*Task to complete*: Gather every line from the entries below that includes "content".

*Dataset extract*:
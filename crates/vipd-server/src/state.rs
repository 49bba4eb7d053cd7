use ipnet::Ipv4Net;
use serde::{Deserialize, Serialize};
use std::collections::BTreeMap;
use std::io;
use std::net::Ipv4Addr;
use std::path::{Path, PathBuf};
use thiserror::Error;
use tokio::fs;
use tracing::debug;
use vipd_core::ServiceEntry;
use vipd_core::fs::write_atomic;

/// Everything the registry needs to come back after a restart.
///
/// `block` and `resolution_file` record the configuration the snapshot was
/// built under, so a changed configuration can be detected on load.
#[derive(Debug, Clone, PartialEq, Eq, Serialize, Deserialize)]
pub struct RegistryState {
    #[serde(default)]
    pub entries: BTreeMap<String, ServiceEntry>,
    pub cursor: Ipv4Addr,
    #[serde(default)]
    pub free_list: Vec<Ipv4Addr>,
    pub block: Ipv4Net,
    pub resolution_file: PathBuf,
}

#[derive(Error, Debug)]
pub enum StoreError {
    #[error("failed to read state file {}: {source}", path.display())]
    Read { path: PathBuf, source: io::Error },
    #[error("state file {} is corrupt: {source}", path.display())]
    Corrupt {
        path: PathBuf,
        source: serde_json::Error,
    },
    #[error("failed to serialize state: {0}")]
    Serialize(#[source] serde_json::Error),
    #[error("failed to write state file {}: {source}", path.display())]
    Write { path: PathBuf, source: io::Error },
}

/// Persists [`RegistryState`] as JSON, replacing the file atomically on save.
#[derive(Debug, Clone)]
pub struct StateStore {
    state_path: PathBuf,
}

impl StateStore {
    pub fn new(state_path: PathBuf) -> Self {
        Self { state_path }
    }

    pub fn path(&self) -> &Path {
        &self.state_path
    }

    /// Loads the snapshot, or `None` when there is nothing to restore.
    pub async fn load(&self) -> Result<Option<RegistryState>, StoreError> {
        let content = match fs::read_to_string(&self.state_path).await {
            Ok(content) => content,
            Err(e) if e.kind() == io::ErrorKind::NotFound => return Ok(None),
            Err(source) => {
                return Err(StoreError::Read {
                    path: self.state_path.clone(),
                    source,
                });
            }
        };

        if content.trim().is_empty() {
            return Ok(None);
        }

        let mut state: RegistryState =
            serde_json::from_str(&content).map_err(|source| StoreError::Corrupt {
                path: self.state_path.clone(),
                source,
            })?;

        // The map key is authoritative.
        for (name, entry) in &mut state.entries {
            if entry.name != *name {
                entry.name.clone_from(name);
            }
        }

        debug!(
            "Loaded {} entries from {}",
            state.entries.len(),
            self.state_path.display()
        );
        Ok(Some(state))
    }

    pub async fn save(&self, state: &RegistryState) -> Result<(), StoreError> {
        let content = serde_json::to_string_pretty(state).map_err(StoreError::Serialize)?;
        write_atomic(&self.state_path, content.as_bytes())
            .await
            .map_err(|source| StoreError::Write {
                path: self.state_path.clone(),
                source,
            })
    }
}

*Problem solution*:
        let content = match fs::read_to_string(&self.state_path).await {
            Ok(content) => content,
        if content.trim().is_empty() {
            serde_json::from_str(&content).map_err(|source| StoreError::Corrupt {
        let content = serde_json::to_string_pretty(state).map_err(StoreError::Serialize)?;
        write_atomic(&self.state_path, content.as_bytes())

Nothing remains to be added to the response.